Work request
The required result is a line count: how many lines in this data hold the word "const". Give only that.

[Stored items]

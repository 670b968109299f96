//! Helpers for the backend's response conventions.
//!
//! The backend wraps payloads as `{ success, data, timestamp?, message? }`
//! on most routes but not all, and reports errors with a `message` that is
//! either a string or a validation object `{ message: [..] }`.

use serde::de::DeserializeOwned;
use serde_json::Value;

use super::ApiError;

/// Strip the `{ data: ... }` envelope if present.
pub fn unwrap_data(value: Value) -> Value {
    match value {
        Value::Object(mut map) if matches!(map.get("data"), Some(Value::Object(_))) => {
            map.remove("data").unwrap_or(Value::Null)
        }
        Value::Object(mut map)
            if map.contains_key("success") && map.contains_key("data") =>
        {
            map.remove("data").unwrap_or(Value::Null)
        }
        other => other,
    }
}

/// Decode a payload, unwrapping the envelope first.
pub fn decode<T: DeserializeOwned>(value: Value) -> Result<T, ApiError> {
    serde_json::from_value(unwrap_data(value))
        .map_err(|e| ApiError::InvalidResponse(format!("Unexpected payload: {}", e)))
}

/// The most specific human-readable message in an error body.
///
/// Checked in order: `message.message[0]`, `message.message`, `message`,
/// `data.message`, `error`.
pub fn server_message(body: &Value) -> Option<String> {
    let message = body.get("message");

    let nested = message.and_then(|m| m.get("message"));
    let candidates = [
        nested.and_then(|n| n.get(0)),
        nested,
        message,
        body.get("data").and_then(|d| d.get("message")),
        body.get("error"),
    ];

    candidates
        .into_iter()
        .flatten()
        .filter_map(Value::as_str)
        .map(str::trim)
        .find(|s| !s.is_empty())
        .map(str::to_string)
}

#[cfg(test)]
mod tests {
    use super::*;
    use serde_json::json;

    #[test]
    fn test_unwrap_data() {
        assert_eq!(
            unwrap_data(json!({ "success": true, "data": { "total": 3 } })),
            json!({ "total": 3 })
        );
        assert_eq!(
            unwrap_data(json!({ "success": true, "data": [1, 2] })),
            json!([1, 2])
        );
        // Page payloads carry a data array without an envelope
        let page = json!({ "data": [1], "total": 1, "page": 1 });
        assert_eq!(unwrap_data(page.clone()), page);
        assert_eq!(unwrap_data(json!({ "accessToken": "t" })), json!({ "accessToken": "t" }));
    }

    #[test]
    fn test_server_message_precedence() {
        let validation = json!({ "message": { "message": ["email must be an email", "x"] } });
        assert_eq!(server_message(&validation).as_deref(), Some("email must be an email"));

        let nested = json!({ "message": { "message": "Customer exists" } });
        assert_eq!(server_message(&nested).as_deref(), Some("Customer exists"));

        let flat = json!({ "message": "Bad code", "error": "Bad Request" });
        assert_eq!(server_message(&flat).as_deref(), Some("Bad code"));

        let wrapped = json!({ "data": { "message": "Code expired" } });
        assert_eq!(server_message(&wrapped).as_deref(), Some("Code expired"));

        let error_only = json!({ "error": "Forbidden" });
        assert_eq!(server_message(&error_only).as_deref(), Some("Forbidden"));

        assert_eq!(server_message(&json!({ "message": "" })), None);
        assert_eq!(server_message(&json!(null)), None);
    }
}
//! Persistence of the session tokens and user profile.
//!
//! The access token lives in two places: the durable key-value store (read
//! when attaching credentials to API calls) and the `auth-token` cookie
//! (read by the route gate). Both copies are written by the same call and
//! cleared by the same call; nothing else in the crate touches them.
//!
//! A store built with [`TokenStore::detached`] has no backing storage at
//! all. Every write is a no-op and every read returns `None`, which is what
//! code running before a storage context exists should observe.

use std::path::Path;
use std::sync::Arc;

use serde::{de::DeserializeOwned, Serialize};
use tracing::{debug, warn};

use crate::models::{AuthTokens, RefreshedTokens, User};

use super::cookie::{auth_cookie, CookieJar, AUTH_COOKIE};
use super::storage::{FileStore, KeyValueStore, MemoryStore};

pub const ACCESS_TOKEN_KEY: &str = "accessToken";
pub const REFRESH_TOKEN_KEY: &str = "refreshToken";
pub const USER_KEY: &str = "user";
pub const REDIRECT_AFTER_LOGIN_KEY: &str = "redirectAfterLogin";

/// Key-value file name in the cache directory
const STORAGE_FILE: &str = "storage.json";

/// Cookie jar file name in the cache directory
const COOKIE_FILE: &str = "cookies.json";

#[derive(Clone)]
struct Backends {
    kv: Arc<dyn KeyValueStore>,
    cookies: CookieJar,
}

/// Handle to the persisted session. Clone is cheap; clones share storage.
#[derive(Clone)]
pub struct TokenStore {
    backends: Option<Backends>,
}

impl TokenStore {
    pub fn new(kv: Arc<dyn KeyValueStore>, cookie_store: Arc<dyn KeyValueStore>) -> Self {
        Self {
            backends: Some(Backends {
                kv,
                cookies: CookieJar::new(cookie_store),
            }),
        }
    }

    /// Store with no storage context. All operations are no-ops.
    pub fn detached() -> Self {
        Self { backends: None }
    }

    pub fn in_memory() -> Self {
        Self::new(Arc::new(MemoryStore::new()), Arc::new(MemoryStore::new()))
    }

    /// File-backed store rooted in `cache_dir`.
    pub fn open(cache_dir: &Path) -> Self {
        Self::new(
            Arc::new(FileStore::new(cache_dir.join(STORAGE_FILE))),
            Arc::new(FileStore::new(cache_dir.join(COOKIE_FILE))),
        )
    }

    pub fn is_attached(&self) -> bool {
        self.backends.is_some()
    }

    // ===== Writes =====

    /// Persist a freshly issued session: access token (key-value store and
    /// cookie), user profile and, when issued, the refresh token. A session
    /// issued without a refresh token drops any refresh token left by the
    /// previous one.
    pub fn set_session(&self, tokens: &AuthTokens) {
        let Some(b) = &self.backends else { return };

        Self::write(b, ACCESS_TOKEN_KEY, &tokens.access_token);
        Self::set_cookie(b, &tokens.access_token);

        match serde_json::to_string(&tokens.user) {
            Ok(user) => Self::write(b, USER_KEY, &user),
            Err(e) => warn!(error = %e, "Failed to serialize user profile"),
        }

        match tokens.refresh_token.as_deref().filter(|t| !t.is_empty()) {
            Some(refresh) => Self::write(b, REFRESH_TOKEN_KEY, refresh),
            None => {
                if let Err(e) = b.kv.remove(REFRESH_TOKEN_KEY) {
                    warn!(error = %e, "Failed to drop previous refresh token");
                }
            }
        }

        debug!(username = %tokens.user.username, "Session stored");
    }

    /// Replace both tokens after a successful refresh. The cookie copy is
    /// re-mirrored so it keeps matching the key-value copy.
    pub fn store_refreshed(&self, tokens: &RefreshedTokens) {
        let Some(b) = &self.backends else { return };

        Self::write(b, ACCESS_TOKEN_KEY, &tokens.access_token);
        Self::write(b, REFRESH_TOKEN_KEY, &tokens.refresh_token);
        Self::set_cookie(b, &tokens.access_token);

        debug!("Refreshed tokens stored");
    }

    /// Remove every trace of the session. Safe to call repeatedly.
    pub fn clear_session(&self) {
        let Some(b) = &self.backends else { return };

        for key in [ACCESS_TOKEN_KEY, REFRESH_TOKEN_KEY, USER_KEY] {
            if let Err(e) = b.kv.remove(key) {
                warn!(key, error = %e, "Failed to remove session entry");
            }
        }
        if let Err(e) = b.cookies.expire(AUTH_COOKIE) {
            warn!(error = %e, "Failed to expire auth cookie");
        }

        debug!("Session cleared");
    }

    /// Record where the user was when the session ended, so the login flow
    /// can send them back.
    pub fn remember_location(&self, location: &str) {
        let Some(b) = &self.backends else { return };
        Self::write(b, REDIRECT_AFTER_LOGIN_KEY, location);
    }

    /// Read and remove the remembered location.
    pub fn take_redirect_after_login(&self) -> Option<String> {
        let b = self.backends.as_ref()?;
        let location = Self::read(b, REDIRECT_AFTER_LOGIN_KEY)?;
        if let Err(e) = b.kv.remove(REDIRECT_AFTER_LOGIN_KEY) {
            warn!(error = %e, "Failed to consume redirect location");
        }
        Some(location)
    }

    // ===== Reads =====

    pub fn access_token(&self) -> Option<String> {
        Self::read(self.backends.as_ref()?, ACCESS_TOKEN_KEY)
    }

    pub fn refresh_token(&self) -> Option<String> {
        Self::read(self.backends.as_ref()?, REFRESH_TOKEN_KEY)
    }

    /// The cookie copy of the access token.
    pub fn cookie_token(&self) -> Option<String> {
        let b = self.backends.as_ref()?;
        match b.cookies.get(AUTH_COOKIE) {
            Ok(value) => value,
            Err(e) => {
                debug!(error = %e, "Auth cookie unreadable");
                None
            }
        }
    }

    /// Stored user profile. A corrupt profile reads as absent.
    pub fn user(&self) -> Option<User> {
        self.load(USER_KEY)
    }

    /// Signed in only while both copies of the access token are present.
    pub fn is_authenticated(&self) -> bool {
        self.access_token().is_some() && self.cookie_token().is_some()
    }

    // ===== Auxiliary entries =====

    /// Persist an arbitrary JSON value next to the session.
    pub fn stash<T: Serialize>(&self, key: &str, value: &T) {
        let Some(b) = &self.backends else { return };
        match serde_json::to_string(value) {
            Ok(json) => Self::write(b, key, &json),
            Err(e) => warn!(key, error = %e, "Failed to serialize stashed value"),
        }
    }

    pub fn load<T: DeserializeOwned>(&self, key: &str) -> Option<T> {
        let raw = Self::read(self.backends.as_ref()?, key)?;
        match serde_json::from_str(&raw) {
            Ok(value) => Some(value),
            Err(e) => {
                debug!(key, error = %e, "Ignoring unparsable stored value");
                None
            }
        }
    }

    pub fn discard(&self, key: &str) {
        let Some(b) = &self.backends else { return };
        if let Err(e) = b.kv.remove(key) {
            warn!(key, error = %e, "Failed to remove stored value");
        }
    }

    fn read(b: &Backends, key: &str) -> Option<String> {
        match b.kv.get(key) {
            Ok(value) => value.filter(|v| !v.is_empty()),
            Err(e) => {
                debug!(key, error = %e, "Storage read failed");
                None
            }
        }
    }

    fn write(b: &Backends, key: &str, value: &str) {
        if let Err(e) = b.kv.set(key, value) {
            warn!(key, error = %e, "Failed to persist session entry");
        }
    }

    fn set_cookie(b: &Backends, token: &str) {
        if let Err(e) = b.cookies.set(&auth_cookie(token)) {
            warn!(error = %e, "Failed to set auth cookie");
        }
    }
}

#[cfg(test)]
mod tests {
    use super::*;
    use crate::auth::cookie::CookieJar;

    fn tokens(access: &str) -> AuthTokens {
        AuthTokens {
            access_token: access.to_string(),
            user: User {
                user_id: "u-1".to_string(),
                username: "amy".to_string(),
                email: "amy@example.com".to_string(),
                role: "admin".to_string(),
            },
            refresh_token: Some("r1".to_string()),
        }
    }

    fn store_with_handles() -> (TokenStore, MemoryStore, MemoryStore) {
        let kv = MemoryStore::new();
        let cookies = MemoryStore::new();
        let store = TokenStore::new(Arc::new(kv.clone()), Arc::new(cookies.clone()));
        (store, kv, cookies)
    }

    #[test]
    fn test_set_session_round_trip() {
        let (store, _, _) = store_with_handles();
        let issued = tokens("t1");
        store.set_session(&issued);

        assert_eq!(store.access_token().as_deref(), Some("t1"));
        assert_eq!(store.cookie_token().as_deref(), Some("t1"));
        assert_eq!(store.refresh_token().as_deref(), Some("r1"));
        assert_eq!(store.user(), Some(issued.user));
        assert!(store.is_authenticated());
    }

    #[test]
    fn test_new_session_without_refresh_token_drops_old_one() {
        let (store, _, _) = store_with_handles();
        store.set_session(&tokens("t1"));
        assert_eq!(store.refresh_token().as_deref(), Some("r1"));

        let second = AuthTokens {
            user: User {
                user_id: "u-2".to_string(),
                username: "bob".to_string(),
                email: "bob@example.com".to_string(),
                role: "staff".to_string(),
            },
            refresh_token: None,
            ..tokens("t2")
        };
        store.set_session(&second);

        assert_eq!(store.refresh_token(), None);
        assert_eq!(store.access_token().as_deref(), Some("t2"));
        assert_eq!(store.user().map(|u| u.username).as_deref(), Some("bob"));

        // An empty refresh token counts as none
        store.set_session(&tokens("t3"));
        store.set_session(&AuthTokens {
            refresh_token: Some(String::new()),
            ..tokens("t4")
        });
        assert_eq!(store.refresh_token(), None);
    }

    #[test]
    fn test_clear_session_is_idempotent() {
        let (store, _, _) = store_with_handles();
        store.set_session(&tokens("t1"));

        store.clear_session();
        store.clear_session();

        assert_eq!(store.access_token(), None);
        assert_eq!(store.refresh_token(), None);
        assert_eq!(store.cookie_token(), None);
        assert_eq!(store.user(), None);
        assert!(!store.is_authenticated());
    }

    #[test]
    fn test_clear_on_empty_store() {
        let store = TokenStore::in_memory();
        store.clear_session();
        assert!(!store.is_authenticated());
    }

    #[test]
    fn test_authenticated_requires_both_copies() {
        let (store, kv, cookies) = store_with_handles();
        store.set_session(&tokens("t1"));

        // Cookie gone, key-value copy remains
        CookieJar::new(Arc::new(cookies.clone())).expire(AUTH_COOKIE).unwrap();
        assert!(store.access_token().is_some());
        assert!(!store.is_authenticated());

        // Cookie back, key-value copy gone
        store.set_session(&tokens("t1"));
        kv.remove(ACCESS_TOKEN_KEY).unwrap();
        assert!(store.cookie_token().is_some());
        assert!(!store.is_authenticated());
    }

    #[test]
    fn test_corrupt_user_reads_as_absent() {
        let (store, kv, _) = store_with_handles();
        store.set_session(&tokens("t1"));
        kv.set(USER_KEY, "{broken").unwrap();

        assert_eq!(store.user(), None);
        assert_eq!(store.access_token().as_deref(), Some("t1"));
    }

    #[test]
    fn test_store_refreshed_overwrites_both_tokens() {
        let (store, _, _) = store_with_handles();
        store.set_session(&tokens("t1"));
        store.store_refreshed(&RefreshedTokens {
            access_token: "t2".to_string(),
            refresh_token: "r2".to_string(),
        });

        assert_eq!(store.access_token().as_deref(), Some("t2"));
        assert_eq!(store.refresh_token().as_deref(), Some("r2"));
        assert_eq!(store.cookie_token().as_deref(), Some("t2"));
    }

    #[test]
    fn test_redirect_location_is_consumed_once() {
        let store = TokenStore::in_memory();
        store.remember_location("/dashboard/customer?page=2");
        assert_eq!(
            store.take_redirect_after_login().as_deref(),
            Some("/dashboard/customer?page=2")
        );
        assert_eq!(store.take_redirect_after_login(), None);
    }

    #[test]
    fn test_detached_store_is_inert() {
        let store = TokenStore::detached();
        store.set_session(&tokens("t1"));
        store.remember_location("/dashboard");
        store.clear_session();

        assert!(!store.is_attached());
        assert_eq!(store.access_token(), None);
        assert_eq!(store.user(), None);
        assert_eq!(store.take_redirect_after_login(), None);
        assert!(!store.is_authenticated());
    }

    #[test]
    fn test_open_persists_to_cache_dir() {
        let dir = tempfile::tempdir().unwrap();
        TokenStore::open(dir.path()).set_session(&tokens("t1"));

        let reopened = TokenStore::open(dir.path());
        assert!(reopened.is_authenticated());
        assert_eq!(reopened.user().map(|u| u.username).as_deref(), Some("amy"));
    }
}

Your response
6